▶ Problem to work on
Write out all of the records, keeping each one exactly as written.

(Saved data entries)
========================================
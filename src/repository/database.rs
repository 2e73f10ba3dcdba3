use std::thread;
use std::time::Duration;

use diesel::pg::PgConnection;
use diesel::prelude::*;
use diesel::r2d2::{self, ConnectionManager, PooledConnection};
use diesel::result::{DatabaseErrorKind, Error as DieselError};
use diesel_migrations::{embed_migrations, EmbeddedMigrations, MigrationHarness};

use crate::models::todo::{NewTodo, TodoChanges, TodoItem};
use crate::models::user::{NewUser, User};
use crate::repository::schema::{todos, users};
use crate::repository::{check_widths, RepositoryError, TodoRepository, UserRepository};

pub const MIGRATIONS: EmbeddedMigrations = embed_migrations!("migrations");

const MIGRATION_ATTEMPTS: u32 = 5;
const MIGRATION_RETRY_DELAY: Duration = Duration::from_secs(2);

type DBPool = r2d2::Pool<ConnectionManager<PgConnection>>;
type DBConnection = PooledConnection<ConnectionManager<PgConnection>>;

#[derive(Debug, Clone)]
pub struct Database {
    pool: DBPool,
}

impl Database {
    /// Builds the pool and brings the schema up to date.
    ///
    /// Blocks; the database may still be starting, so migration is retried.
    pub fn connect(database_url: &str) -> Result<Self, RepositoryError> {
        let manager = ConnectionManager::<PgConnection>::new(database_url);
        let pool = r2d2::Pool::builder()
            .connection_timeout(Duration::from_secs(5))
            .build_unchecked(manager);
        let database = Database { pool };
        database.migrate()?;
        Ok(database)
    }

    fn migrate(&self) -> Result<(), RepositoryError> {
        let mut attempt = 1;
        loop {
            match self.run_pending_migrations() {
                Ok(applied) => {
                    tracing::info!(applied, "database schema is up to date");
                    return Ok(());
                }
                Err(err) if attempt < MIGRATION_ATTEMPTS => {
                    tracing::warn!(attempt, error = %err, "database not ready, retrying migrations");
                    thread::sleep(MIGRATION_RETRY_DELAY);
                    attempt += 1;
                }
                Err(err) => return Err(err),
            }
        }
    }

    fn run_pending_migrations(&self) -> Result<usize, RepositoryError> {
        let mut conn = self.connection()?;
        conn.run_pending_migrations(MIGRATIONS)
            .map(|applied| applied.len())
            .map_err(|e| RepositoryError::Migration(e.to_string()))
    }

    fn connection(&self) -> Result<DBConnection, RepositoryError> {
        self.pool
            .get()
            .map_err(|e| RepositoryError::Pool(e.to_string()))
    }
}

impl From<DieselError> for RepositoryError {
    fn from(err: DieselError) -> Self {
        match err {
            DieselError::DatabaseError(DatabaseErrorKind::UniqueViolation, info) => {
                RepositoryError::Conflict(info.message().to_string())
            }
            DieselError::DatabaseError(
                DatabaseErrorKind::CheckViolation | DatabaseErrorKind::NotNullViolation,
                info,
            ) => RepositoryError::Constraint(info.message().to_string()),
            other => RepositoryError::Query(other.to_string()),
        }
    }
}

impl TodoRepository for Database {
    fn list_todos(&self, owner: &str) -> Result<Vec<TodoItem>, RepositoryError> {
        let mut conn = self.connection()?;
        let items = todos::table
            .filter(todos::user_id.eq(owner))
            .order(todos::id.asc())
            .select(TodoItem::as_select())
            .load(&mut conn)?;
        Ok(items)
    }

    fn find_todo(&self, owner: &str, id: i32) -> Result<Option<TodoItem>, RepositoryError> {
        let mut conn = self.connection()?;
        let item = todos::table
            .find(id)
            .filter(todos::user_id.eq(owner))
            .select(TodoItem::as_select())
            .first(&mut conn)
            .optional()?;
        Ok(item)
    }

    fn insert_todo(&self, todo: NewTodo) -> Result<TodoItem, RepositoryError> {
        check_widths(&todo)?;
        let mut conn = self.connection()?;
        let item = diesel::insert_into(todos::table)
            .values(&todo)
            .returning(TodoItem::as_returning())
            .get_result(&mut conn)?;
        Ok(item)
    }

    fn update_todo(
        &self,
        owner: &str,
        id: i32,
        changes: TodoChanges,
    ) -> Result<Option<TodoItem>, RepositoryError> {
        check_widths(&changes)?;
        let mut conn = self.connection()?;
        let item = diesel::update(todos::table.find(id).filter(todos::user_id.eq(owner)))
            .set(&changes)
            .returning(TodoItem::as_returning())
            .get_result(&mut conn)
            .optional()?;
        Ok(item)
    }

    fn toggle_todo(&self, owner: &str, id: i32) -> Result<Option<TodoItem>, RepositoryError> {
        let mut conn = self.connection()?;
        let item = diesel::update(todos::table.find(id).filter(todos::user_id.eq(owner)))
            .set(todos::is_completed.eq(diesel::dsl::not(todos::is_completed)))
            .returning(TodoItem::as_returning())
            .get_result(&mut conn)
            .optional()?;
        Ok(item)
    }

    fn delete_todo(&self, owner: &str, id: i32) -> Result<bool, RepositoryError> {
        let mut conn = self.connection()?;
        let count = diesel::delete(todos::table.find(id).filter(todos::user_id.eq(owner)))
            .execute(&mut conn)?;
        Ok(count > 0)
    }
}

impl UserRepository for Database {
    fn insert_user(&self, user: NewUser) -> Result<User, RepositoryError> {
        check_widths(&user)?;
        let mut conn = self.connection()?;
        let user = diesel::insert_into(users::table)
            .values(&user)
            .returning(User::as_returning())
            .get_result(&mut conn)?;
        Ok(user)
    }

    fn find_user_by_email(&self, normalized_email: &str) -> Result<Option<User>, RepositoryError> {
        let mut conn = self.connection()?;
        let user = users::table
            .filter(users::normalized_email.eq(normalized_email))
            .select(User::as_select())
            .first(&mut conn)
            .optional()?;
        Ok(user)
    }

    fn find_user_by_id(&self, id: &str) -> Result<Option<User>, RepositoryError> {
        let mut conn = self.connection()?;
        let user = users::table
            .find(id)
            .select(User::as_select())
            .first(&mut conn)
            .optional()?;
        Ok(user)
    }
}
========================================
▶ Solution for this exercise
filename src/repository/database.rs
repository 2e73f10ba3dcdba3
use std::thread;
use std::time::Duration;

use diesel::pg::PgConnection;
use diesel::prelude::*;
use diesel::r2d2::{self, ConnectionManager, PooledConnection};
use diesel::result::{DatabaseErrorKind, Error as DieselError};
use diesel_migrations::{embed_migrations, EmbeddedMigrations, MigrationHarness};

use crate::models::todo::{NewTodo, TodoChanges, TodoItem};
use crate::models::user::{NewUser, User};
use crate::repository::schema::{todos, users};
use crate::repository::{check_widths, RepositoryError, TodoRepository, UserRepository};

pub const MIGRATIONS: EmbeddedMigrations = embed_migrations!("migrations");

const MIGRATION_ATTEMPTS: u32 = 5;
const MIGRATION_RETRY_DELAY: Duration = Duration::from_secs(2);

type DBPool = r2d2::Pool<ConnectionManager<PgConnection>>;
type DBConnection = PooledConnection<ConnectionManager<PgConnection>>;

#[derive(Debug, Clone)]
pub struct Database {
    pool: DBPool,
}

impl Database {
    /// Builds the pool and brings the schema up to date.
    ///
    /// Blocks; the database may still be starting, so migration is retried.
    pub fn connect(database_url: &str) -> Result<Self, RepositoryError> {
        let manager = ConnectionManager::<PgConnection>::new(database_url);
        let pool = r2d2::Pool::builder()
            .connection_timeout(Duration::from_secs(5))
            .build_unchecked(manager);
        let database = Database { pool };
        database.migrate()?;
        Ok(database)
    }

    fn migrate(&self) -> Result<(), RepositoryError> {
        let mut attempt = 1;
        loop {
            match self.run_pending_migrations() {
                Ok(applied) => {
                    tracing::info!(applied, "database schema is up to date");
                    return Ok(());
                }
                Err(err) if attempt < MIGRATION_ATTEMPTS => {
                    tracing::warn!(attempt, error = %err, "database not ready, retrying migrations");
                    thread::sleep(MIGRATION_RETRY_DELAY);
                    attempt += 1;
                }
                Err(err) => return Err(err),
            }
        }
    }

    fn run_pending_migrations(&self) -> Result<usize, RepositoryError> {
        let mut conn = self.connection()?;
        conn.run_pending_migrations(MIGRATIONS)
            .map(|applied| applied.len())
            .map_err(|e| RepositoryError::Migration(e.to_string()))
    }

    fn connection(&self) -> Result<DBConnection, RepositoryError> {
        self.pool
            .get()
            .map_err(|e| RepositoryError::Pool(e.to_string()))
    }
}

impl From<DieselError> for RepositoryError {
    fn from(err: DieselError) -> Self {
        match err {
            DieselError::DatabaseError(DatabaseErrorKind::UniqueViolation, info) => {
                RepositoryError::Conflict(info.message().to_string())
            }
            DieselError::DatabaseError(
                DatabaseErrorKind::CheckViolation | DatabaseErrorKind::NotNullViolation,
                info,
            ) => RepositoryError::Constraint(info.message().to_string()),
            other => RepositoryError::Query(other.to_string()),
        }
    }
}

impl TodoRepository for Database {
    fn list_todos(&self, owner: &str) -> Result<Vec<TodoItem>, RepositoryError> {
        let mut conn = self.connection()?;
        let items = todos::table
            .filter(todos::user_id.eq(owner))
            .order(todos::id.asc())
            .select(TodoItem::as_select())
            .load(&mut conn)?;
        Ok(items)
    }

    fn find_todo(&self, owner: &str, id: i32) -> Result<Option<TodoItem>, RepositoryError> {
        let mut conn = self.connection()?;
        let item = todos::table
            .find(id)
            .filter(todos::user_id.eq(owner))
            .select(TodoItem::as_select())
            .first(&mut conn)
            .optional()?;
        Ok(item)
    }

    fn insert_todo(&self, todo: NewTodo) -> Result<TodoItem, RepositoryError> {
        check_widths(&todo)?;
        let mut conn = self.connection()?;
        let item = diesel::insert_into(todos::table)
            .values(&todo)
            .returning(TodoItem::as_returning())
            .get_result(&mut conn)?;
        Ok(item)
    }

    fn update_todo(
        &self,
        owner: &str,
        id: i32,
        changes: TodoChanges,
    ) -> Result<Option<TodoItem>, RepositoryError> {
        check_widths(&changes)?;
        let mut conn = self.connection()?;
        let item = diesel::update(todos::table.find(id).filter(todos::user_id.eq(owner)))
            .set(&changes)
            .returning(TodoItem::as_returning())
            .get_result(&mut conn)
            .optional()?;
        Ok(item)
    }

    fn toggle_todo(&self, owner: &str, id: i32) -> Result<Option<TodoItem>, RepositoryError> {
        let mut conn = self.connection()?;
        let item = diesel::update(todos::table.find(id).filter(todos::user_id.eq(owner)))
            .set(todos::is_completed.eq(diesel::dsl::not(todos::is_completed)))
            .returning(TodoItem::as_returning())
            .get_result(&mut conn)
            .optional()?;
        Ok(item)
    }

    fn delete_todo(&self, owner: &str, id: i32) -> Result<bool, RepositoryError> {
        let mut conn = self.connection()?;
        let count = diesel::delete(todos::table.find(id).filter(todos::user_id.eq(owner)))
            .execute(&mut conn)?;
        Ok(count > 0)
    }
}

impl UserRepository for Database {
    fn insert_user(&self, user: NewUser) -> Result<User, RepositoryError> {
        check_widths(&user)?;
        let mut conn = self.connection()?;
        let user = diesel::insert_into(users::table)
            .values(&user)
            .returning(User::as_returning())
            .get_result(&mut conn)?;
        Ok(user)
    }

    fn find_user_by_email(&self, normalized_email: &str) -> Result<Option<User>, RepositoryError> {
        let mut conn = self.connection()?;
        let user = users::table
            .filter(users::normalized_email.eq(normalized_email))
            .select(User::as_select())
            .first(&mut conn)
            .optional()?;
        Ok(user)
    }

    fn find_user_by_id(&self, id: &str) -> Result<Option<User>, RepositoryError> {
        let mut conn = self.connection()?;
        let user = users::table
            .find(id)
            .select(User::as_select())
            .first(&mut conn)
            .optional()?;
        Ok(user)
    }
}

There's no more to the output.